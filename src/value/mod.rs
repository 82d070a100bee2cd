//! Host value model
//!
//! `Value` is the dynamic value type the engine stores in data slots and
//! passes through accessors and methods. Function and object values are
//! `Arc`-shared and compare by identity; primitives compare structurally.
//! Descriptor equivalence, and therefore the whole composition algebra,
//! is built on top of this equality.

use std::fmt;
use std::sync::Arc;

use crate::error::TraitResult;
use crate::object::Instance;

/// A native method body. Receives the instance the method was invoked on
/// and the call arguments.
pub type NativeFn = Arc<dyn Fn(&Instance, &[Value]) -> TraitResult<Value> + Send + Sync>;

/// An accessor getter. Receives the instance the property was read from.
pub type Getter = Arc<dyn Fn(&Instance) -> TraitResult<Value> + Send + Sync>;

/// An accessor setter. Receives the instance and the value being written.
pub type Setter = Arc<dyn Fn(&Instance, Value) -> TraitResult<()> + Send + Sync>;

/// A dynamic host value.
#[derive(Clone, Default)]
pub enum Value {
    /// Empty value
    #[default]
    Unit,
    /// Boolean
    Bool(bool),
    /// Integer
    Int(i64),
    /// Float
    Float(f64),
    /// Shared string
    Str(Arc<str>),
    /// Callable value, shared and compared by identity
    Fn(NativeFn),
    /// Reference to a created object, compared by identity
    Object(Arc<Instance>),
}

impl Value {
    /// Wrap a closure as a callable value.
    pub fn native<F>(f: F) -> Self
    where
        F: Fn(&Instance, &[Value]) -> TraitResult<Value> + Send + Sync + 'static,
    {
        Value::Fn(Arc::new(f))
    }

    pub fn is_callable(&self) -> bool {
        matches!(self, Value::Fn(_))
    }

    pub fn as_bool(&self) -> Option<bool> {
        match self {
            Value::Bool(b) => Some(*b),
            _ => None,
        }
    }

    pub fn as_int(&self) -> Option<i64> {
        match self {
            Value::Int(n) => Some(*n),
            _ => None,
        }
    }

    pub fn as_float(&self) -> Option<f64> {
        match self {
            Value::Float(x) => Some(*x),
            _ => None,
        }
    }

    pub fn as_str(&self) -> Option<&str> {
        match self {
            Value::Str(s) => Some(s),
            _ => None,
        }
    }

    pub fn as_object(&self) -> Option<&Arc<Instance>> {
        match self {
            Value::Object(o) => Some(o),
            _ => None,
        }
    }
}

impl PartialEq for Value {
    fn eq(&self, other: &Self) -> bool {
        match (self, other) {
            (Value::Unit, Value::Unit) => true,
            (Value::Bool(a), Value::Bool(b)) => a == b,
            (Value::Int(a), Value::Int(b)) => a == b,
            (Value::Float(a), Value::Float(b)) => a == b,
            (Value::Str(a), Value::Str(b)) => a == b,
            (Value::Fn(a), Value::Fn(b)) => Arc::ptr_eq(a, b),
            (Value::Object(a), Value::Object(b)) => Arc::ptr_eq(a, b),
            _ => false,
        }
    }
}

impl fmt::Debug for Value {
    fn fmt(&self, f: &mut fmt::Formatter<'_>) -> fmt::Result {
        match self {
            Value::Unit => write!(f, "Unit"),
            Value::Bool(b) => write!(f, "Bool({b})"),
            Value::Int(n) => write!(f, "Int({n})"),
            Value::Float(x) => write!(f, "Float({x})"),
            Value::Str(s) => write!(f, "Str({s:?})"),
            Value::Fn(_) => write!(f, "Fn(<native>)"),
            Value::Object(_) => write!(f, "Object(<instance>)"),
        }
    }
}

impl fmt::Display for Value {
    fn fmt(&self, f: &mut fmt::Formatter<'_>) -> fmt::Result {
        match self {
            Value::Unit => write!(f, "()"),
            Value::Bool(b) => write!(f, "{b}"),
            Value::Int(n) => write!(f, "{n}"),
            Value::Float(x) => write!(f, "{x}"),
            Value::Str(s) => write!(f, "{s}"),
            Value::Fn(_) => write!(f, "<fn>"),
            Value::Object(_) => write!(f, "<object>"),
        }
    }
}

impl From<bool> for Value {
    fn from(b: bool) -> Self {
        Value::Bool(b)
    }
}

impl From<i32> for Value {
    fn from(n: i32) -> Self {
        Value::Int(n as i64)
    }
}

impl From<i64> for Value {
    fn from(n: i64) -> Self {
        Value::Int(n)
    }
}

impl From<f64> for Value {
    fn from(x: f64) -> Self {
        Value::Float(x)
    }
}

impl From<&str> for Value {
    fn from(s: &str) -> Self {
        Value::Str(Arc::from(s))
    }
}

impl From<String> for Value {
    fn from(s: String) -> Self {
        Value::Str(Arc::from(s))
    }
}

impl From<Arc<Instance>> for Value {
    fn from(o: Arc<Instance>) -> Self {
        Value::Object(o)
    }
}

=-=-=

Considering the records above, how many lines hold "type"? Please answer with only the number.

4